TASK GOAL:
Look through the listing underneath for "weight", and copy every line that has it.

INPUT DATA:
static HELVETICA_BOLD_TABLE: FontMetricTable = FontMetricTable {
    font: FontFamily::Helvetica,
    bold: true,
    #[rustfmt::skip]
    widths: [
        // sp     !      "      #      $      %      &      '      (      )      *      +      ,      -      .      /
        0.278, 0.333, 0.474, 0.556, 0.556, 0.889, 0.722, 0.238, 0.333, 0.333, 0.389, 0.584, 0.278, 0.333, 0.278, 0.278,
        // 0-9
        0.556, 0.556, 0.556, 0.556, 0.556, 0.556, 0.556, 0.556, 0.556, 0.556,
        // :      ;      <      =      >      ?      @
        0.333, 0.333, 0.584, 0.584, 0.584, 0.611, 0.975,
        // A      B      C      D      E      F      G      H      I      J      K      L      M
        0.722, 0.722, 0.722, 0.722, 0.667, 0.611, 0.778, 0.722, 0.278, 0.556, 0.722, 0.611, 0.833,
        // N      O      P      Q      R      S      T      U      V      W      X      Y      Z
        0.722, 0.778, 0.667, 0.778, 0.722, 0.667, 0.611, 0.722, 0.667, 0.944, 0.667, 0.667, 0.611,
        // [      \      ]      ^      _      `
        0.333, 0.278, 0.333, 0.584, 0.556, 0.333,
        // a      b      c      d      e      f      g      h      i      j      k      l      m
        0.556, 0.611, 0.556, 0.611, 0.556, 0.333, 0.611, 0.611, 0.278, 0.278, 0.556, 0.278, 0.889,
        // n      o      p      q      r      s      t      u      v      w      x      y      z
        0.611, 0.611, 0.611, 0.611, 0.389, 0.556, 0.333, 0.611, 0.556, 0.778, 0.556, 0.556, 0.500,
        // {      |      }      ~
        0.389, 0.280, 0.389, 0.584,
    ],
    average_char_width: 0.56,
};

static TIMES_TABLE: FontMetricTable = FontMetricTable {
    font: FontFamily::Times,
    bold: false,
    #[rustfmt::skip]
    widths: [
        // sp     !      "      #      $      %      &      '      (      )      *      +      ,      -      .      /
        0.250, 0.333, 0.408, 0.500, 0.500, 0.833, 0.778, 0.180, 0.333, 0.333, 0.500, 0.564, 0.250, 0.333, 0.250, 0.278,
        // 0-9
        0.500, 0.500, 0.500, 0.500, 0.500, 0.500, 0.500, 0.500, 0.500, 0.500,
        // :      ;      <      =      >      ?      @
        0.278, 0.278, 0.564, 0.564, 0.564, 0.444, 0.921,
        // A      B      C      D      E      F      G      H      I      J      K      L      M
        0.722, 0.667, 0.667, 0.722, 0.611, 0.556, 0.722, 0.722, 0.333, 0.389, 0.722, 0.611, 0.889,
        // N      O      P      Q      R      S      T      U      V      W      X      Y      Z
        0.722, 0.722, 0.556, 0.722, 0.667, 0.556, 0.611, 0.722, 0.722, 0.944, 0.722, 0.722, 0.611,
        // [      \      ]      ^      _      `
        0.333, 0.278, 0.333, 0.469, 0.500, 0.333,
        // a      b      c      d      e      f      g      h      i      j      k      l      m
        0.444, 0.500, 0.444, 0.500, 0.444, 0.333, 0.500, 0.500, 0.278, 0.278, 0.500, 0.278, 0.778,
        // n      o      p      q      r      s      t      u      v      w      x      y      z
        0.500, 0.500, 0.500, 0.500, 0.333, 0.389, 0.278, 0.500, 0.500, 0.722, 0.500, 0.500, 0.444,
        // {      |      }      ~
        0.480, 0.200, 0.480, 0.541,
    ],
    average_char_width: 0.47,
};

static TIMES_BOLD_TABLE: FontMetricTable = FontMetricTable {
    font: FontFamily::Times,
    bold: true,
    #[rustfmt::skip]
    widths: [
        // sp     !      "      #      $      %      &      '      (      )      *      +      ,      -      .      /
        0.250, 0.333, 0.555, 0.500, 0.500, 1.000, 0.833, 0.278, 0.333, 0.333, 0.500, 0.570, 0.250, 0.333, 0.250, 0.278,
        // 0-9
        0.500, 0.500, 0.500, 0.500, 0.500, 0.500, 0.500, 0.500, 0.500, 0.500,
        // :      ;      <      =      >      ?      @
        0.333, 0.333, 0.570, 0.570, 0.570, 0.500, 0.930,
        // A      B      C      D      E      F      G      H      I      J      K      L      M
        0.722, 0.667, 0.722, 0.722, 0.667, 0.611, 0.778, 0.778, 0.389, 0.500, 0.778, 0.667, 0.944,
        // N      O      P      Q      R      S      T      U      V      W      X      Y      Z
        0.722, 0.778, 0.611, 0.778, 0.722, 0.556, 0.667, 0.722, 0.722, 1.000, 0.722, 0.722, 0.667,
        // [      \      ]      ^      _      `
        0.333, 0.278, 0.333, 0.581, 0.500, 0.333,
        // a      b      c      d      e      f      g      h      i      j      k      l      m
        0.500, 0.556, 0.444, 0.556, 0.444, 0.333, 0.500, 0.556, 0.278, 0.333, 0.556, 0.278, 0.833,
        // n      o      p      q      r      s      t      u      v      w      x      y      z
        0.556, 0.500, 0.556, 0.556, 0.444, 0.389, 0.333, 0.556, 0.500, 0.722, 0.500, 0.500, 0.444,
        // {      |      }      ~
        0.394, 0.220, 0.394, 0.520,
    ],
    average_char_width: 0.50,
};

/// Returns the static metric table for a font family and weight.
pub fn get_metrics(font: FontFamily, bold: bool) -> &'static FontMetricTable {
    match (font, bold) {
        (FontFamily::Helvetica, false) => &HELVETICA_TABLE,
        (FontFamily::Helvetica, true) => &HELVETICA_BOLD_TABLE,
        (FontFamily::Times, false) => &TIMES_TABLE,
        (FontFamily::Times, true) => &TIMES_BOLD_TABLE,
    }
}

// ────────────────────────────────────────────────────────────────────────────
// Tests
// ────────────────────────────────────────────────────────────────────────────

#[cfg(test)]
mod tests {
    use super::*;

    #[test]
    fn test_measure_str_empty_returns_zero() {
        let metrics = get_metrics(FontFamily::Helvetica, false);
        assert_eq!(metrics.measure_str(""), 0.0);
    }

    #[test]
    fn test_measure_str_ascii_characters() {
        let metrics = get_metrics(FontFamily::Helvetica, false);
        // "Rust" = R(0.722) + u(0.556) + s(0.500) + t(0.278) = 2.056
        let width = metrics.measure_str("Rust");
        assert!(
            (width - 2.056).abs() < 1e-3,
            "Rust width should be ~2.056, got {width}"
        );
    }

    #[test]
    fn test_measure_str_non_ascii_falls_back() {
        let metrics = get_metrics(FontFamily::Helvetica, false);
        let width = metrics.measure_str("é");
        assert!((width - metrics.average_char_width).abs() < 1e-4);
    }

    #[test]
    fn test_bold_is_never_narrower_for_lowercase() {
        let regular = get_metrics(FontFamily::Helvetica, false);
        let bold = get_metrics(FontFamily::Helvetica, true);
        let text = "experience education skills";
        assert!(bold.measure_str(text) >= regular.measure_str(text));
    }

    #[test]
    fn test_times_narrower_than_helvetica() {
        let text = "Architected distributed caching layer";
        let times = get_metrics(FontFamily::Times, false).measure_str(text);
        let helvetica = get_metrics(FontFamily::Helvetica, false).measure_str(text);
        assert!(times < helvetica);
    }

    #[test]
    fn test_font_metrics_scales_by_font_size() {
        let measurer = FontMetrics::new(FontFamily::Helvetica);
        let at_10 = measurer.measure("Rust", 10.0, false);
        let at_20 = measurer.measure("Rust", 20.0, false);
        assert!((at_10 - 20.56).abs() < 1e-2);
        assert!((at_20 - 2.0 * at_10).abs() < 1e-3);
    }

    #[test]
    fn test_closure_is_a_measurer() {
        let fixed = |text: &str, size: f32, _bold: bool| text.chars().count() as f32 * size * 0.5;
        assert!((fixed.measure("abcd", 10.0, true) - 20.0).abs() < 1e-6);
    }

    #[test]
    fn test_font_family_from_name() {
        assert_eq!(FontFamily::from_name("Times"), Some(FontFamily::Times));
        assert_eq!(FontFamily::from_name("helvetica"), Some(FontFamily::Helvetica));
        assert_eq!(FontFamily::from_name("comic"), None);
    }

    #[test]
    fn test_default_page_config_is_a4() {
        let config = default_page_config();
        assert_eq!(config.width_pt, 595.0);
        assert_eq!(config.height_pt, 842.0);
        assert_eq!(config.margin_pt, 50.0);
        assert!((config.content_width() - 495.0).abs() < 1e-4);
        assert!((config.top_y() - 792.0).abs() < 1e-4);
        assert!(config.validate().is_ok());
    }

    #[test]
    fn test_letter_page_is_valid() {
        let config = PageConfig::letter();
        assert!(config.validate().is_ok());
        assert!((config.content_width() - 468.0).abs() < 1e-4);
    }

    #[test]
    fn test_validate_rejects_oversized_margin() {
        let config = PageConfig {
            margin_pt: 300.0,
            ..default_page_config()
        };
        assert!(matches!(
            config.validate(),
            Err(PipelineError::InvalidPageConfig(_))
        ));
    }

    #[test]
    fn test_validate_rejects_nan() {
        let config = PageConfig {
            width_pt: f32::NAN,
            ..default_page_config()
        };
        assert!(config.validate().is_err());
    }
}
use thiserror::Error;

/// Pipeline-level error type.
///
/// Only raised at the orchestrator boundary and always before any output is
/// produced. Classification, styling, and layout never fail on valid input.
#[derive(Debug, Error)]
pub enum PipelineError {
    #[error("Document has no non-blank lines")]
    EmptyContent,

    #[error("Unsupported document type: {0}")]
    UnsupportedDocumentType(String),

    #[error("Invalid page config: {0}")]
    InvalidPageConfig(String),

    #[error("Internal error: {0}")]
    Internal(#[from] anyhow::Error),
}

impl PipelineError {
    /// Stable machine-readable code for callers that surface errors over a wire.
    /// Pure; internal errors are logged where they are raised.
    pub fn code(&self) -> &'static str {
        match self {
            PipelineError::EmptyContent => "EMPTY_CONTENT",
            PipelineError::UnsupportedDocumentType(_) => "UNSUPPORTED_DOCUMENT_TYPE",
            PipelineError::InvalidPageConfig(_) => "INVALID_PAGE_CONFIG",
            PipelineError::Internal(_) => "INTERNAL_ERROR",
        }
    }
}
...
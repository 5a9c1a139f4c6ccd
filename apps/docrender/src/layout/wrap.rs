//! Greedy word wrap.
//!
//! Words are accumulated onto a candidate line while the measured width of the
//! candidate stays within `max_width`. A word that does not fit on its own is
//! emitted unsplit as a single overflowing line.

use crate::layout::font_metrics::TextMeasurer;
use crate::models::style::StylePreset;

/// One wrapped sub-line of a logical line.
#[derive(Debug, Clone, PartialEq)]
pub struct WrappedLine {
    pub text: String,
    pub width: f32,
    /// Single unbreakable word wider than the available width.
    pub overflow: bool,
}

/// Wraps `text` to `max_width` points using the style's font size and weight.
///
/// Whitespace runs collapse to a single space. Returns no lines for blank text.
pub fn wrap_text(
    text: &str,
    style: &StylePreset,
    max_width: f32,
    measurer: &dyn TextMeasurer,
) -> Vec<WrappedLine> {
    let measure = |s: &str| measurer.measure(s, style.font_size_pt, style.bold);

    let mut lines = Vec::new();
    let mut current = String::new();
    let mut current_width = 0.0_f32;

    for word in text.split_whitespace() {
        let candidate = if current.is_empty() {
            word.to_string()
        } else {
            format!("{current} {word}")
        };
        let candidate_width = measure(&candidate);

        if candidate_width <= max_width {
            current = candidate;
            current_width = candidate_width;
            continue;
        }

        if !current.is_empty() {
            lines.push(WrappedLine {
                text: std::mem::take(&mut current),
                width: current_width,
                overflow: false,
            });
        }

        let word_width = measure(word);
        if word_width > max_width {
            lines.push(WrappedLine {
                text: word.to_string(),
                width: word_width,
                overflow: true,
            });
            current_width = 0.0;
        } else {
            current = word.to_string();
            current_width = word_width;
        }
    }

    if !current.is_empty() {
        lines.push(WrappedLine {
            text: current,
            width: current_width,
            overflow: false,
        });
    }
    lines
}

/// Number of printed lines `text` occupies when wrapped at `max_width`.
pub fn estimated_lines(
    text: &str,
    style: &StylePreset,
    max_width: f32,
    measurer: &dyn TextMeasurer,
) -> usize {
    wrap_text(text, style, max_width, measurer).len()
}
* * *
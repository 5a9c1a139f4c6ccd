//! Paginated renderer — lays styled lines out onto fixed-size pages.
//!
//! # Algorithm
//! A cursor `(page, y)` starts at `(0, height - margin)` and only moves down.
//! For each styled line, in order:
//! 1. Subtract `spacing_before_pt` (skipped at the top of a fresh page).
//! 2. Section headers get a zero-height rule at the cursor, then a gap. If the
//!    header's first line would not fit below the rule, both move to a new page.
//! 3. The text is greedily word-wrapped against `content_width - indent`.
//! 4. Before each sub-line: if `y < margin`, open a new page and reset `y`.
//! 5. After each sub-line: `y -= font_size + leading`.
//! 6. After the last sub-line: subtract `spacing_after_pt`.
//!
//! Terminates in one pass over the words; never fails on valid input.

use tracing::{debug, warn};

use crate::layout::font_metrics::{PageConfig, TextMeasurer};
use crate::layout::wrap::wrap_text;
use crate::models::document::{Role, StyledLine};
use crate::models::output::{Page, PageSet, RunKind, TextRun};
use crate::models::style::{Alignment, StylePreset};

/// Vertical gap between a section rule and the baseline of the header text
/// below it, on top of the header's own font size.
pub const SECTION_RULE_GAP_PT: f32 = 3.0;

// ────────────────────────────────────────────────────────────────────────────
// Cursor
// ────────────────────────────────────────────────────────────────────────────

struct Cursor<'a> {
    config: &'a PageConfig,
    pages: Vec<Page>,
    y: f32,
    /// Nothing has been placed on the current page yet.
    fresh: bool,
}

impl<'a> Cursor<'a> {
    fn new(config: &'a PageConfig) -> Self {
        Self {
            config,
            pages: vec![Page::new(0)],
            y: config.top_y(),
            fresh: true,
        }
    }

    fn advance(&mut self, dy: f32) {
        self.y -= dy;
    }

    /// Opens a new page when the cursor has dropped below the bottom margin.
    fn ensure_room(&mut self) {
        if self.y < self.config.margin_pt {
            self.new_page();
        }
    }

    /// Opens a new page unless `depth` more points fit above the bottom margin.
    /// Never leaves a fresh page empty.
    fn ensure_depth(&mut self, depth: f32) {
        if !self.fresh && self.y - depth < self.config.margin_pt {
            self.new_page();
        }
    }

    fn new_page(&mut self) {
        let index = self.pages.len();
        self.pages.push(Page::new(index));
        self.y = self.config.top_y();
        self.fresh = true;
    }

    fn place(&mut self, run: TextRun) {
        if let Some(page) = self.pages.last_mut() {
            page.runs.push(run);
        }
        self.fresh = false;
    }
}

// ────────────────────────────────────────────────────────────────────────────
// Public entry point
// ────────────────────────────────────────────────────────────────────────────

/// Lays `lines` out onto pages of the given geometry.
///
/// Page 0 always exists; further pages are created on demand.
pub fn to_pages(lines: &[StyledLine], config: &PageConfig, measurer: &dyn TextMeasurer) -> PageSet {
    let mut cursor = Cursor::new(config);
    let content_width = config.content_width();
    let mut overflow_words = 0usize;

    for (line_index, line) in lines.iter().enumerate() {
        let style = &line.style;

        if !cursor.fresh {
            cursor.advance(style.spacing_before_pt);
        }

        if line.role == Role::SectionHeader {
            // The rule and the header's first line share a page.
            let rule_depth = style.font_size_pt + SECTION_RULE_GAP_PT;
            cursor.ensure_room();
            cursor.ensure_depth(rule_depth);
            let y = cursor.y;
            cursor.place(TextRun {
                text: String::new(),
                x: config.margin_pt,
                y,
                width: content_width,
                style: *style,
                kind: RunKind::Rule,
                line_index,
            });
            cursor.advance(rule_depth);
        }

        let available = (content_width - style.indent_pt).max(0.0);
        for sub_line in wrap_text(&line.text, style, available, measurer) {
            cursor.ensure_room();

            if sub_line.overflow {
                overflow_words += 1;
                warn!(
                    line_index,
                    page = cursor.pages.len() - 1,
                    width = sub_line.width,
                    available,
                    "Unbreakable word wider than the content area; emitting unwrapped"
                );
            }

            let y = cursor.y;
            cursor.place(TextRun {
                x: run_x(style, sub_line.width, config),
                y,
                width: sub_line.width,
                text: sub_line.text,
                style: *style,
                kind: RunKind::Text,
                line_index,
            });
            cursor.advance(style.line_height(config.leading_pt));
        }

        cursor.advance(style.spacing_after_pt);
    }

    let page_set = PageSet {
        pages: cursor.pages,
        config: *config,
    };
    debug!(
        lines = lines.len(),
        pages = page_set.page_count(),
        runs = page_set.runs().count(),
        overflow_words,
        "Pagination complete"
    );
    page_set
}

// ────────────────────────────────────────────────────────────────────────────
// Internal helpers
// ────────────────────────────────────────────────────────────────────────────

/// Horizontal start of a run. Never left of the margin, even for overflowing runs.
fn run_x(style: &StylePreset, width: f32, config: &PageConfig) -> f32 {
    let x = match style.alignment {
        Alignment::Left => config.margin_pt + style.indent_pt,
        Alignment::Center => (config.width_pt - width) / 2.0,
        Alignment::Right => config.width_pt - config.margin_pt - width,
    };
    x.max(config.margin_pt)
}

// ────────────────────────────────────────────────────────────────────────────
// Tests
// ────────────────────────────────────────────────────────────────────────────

SOLUTION TO THIS TASK:
/// Returns the static metric table for a font family and weight.
/// Wraps `text` to `max_width` points using the style's font size and weight.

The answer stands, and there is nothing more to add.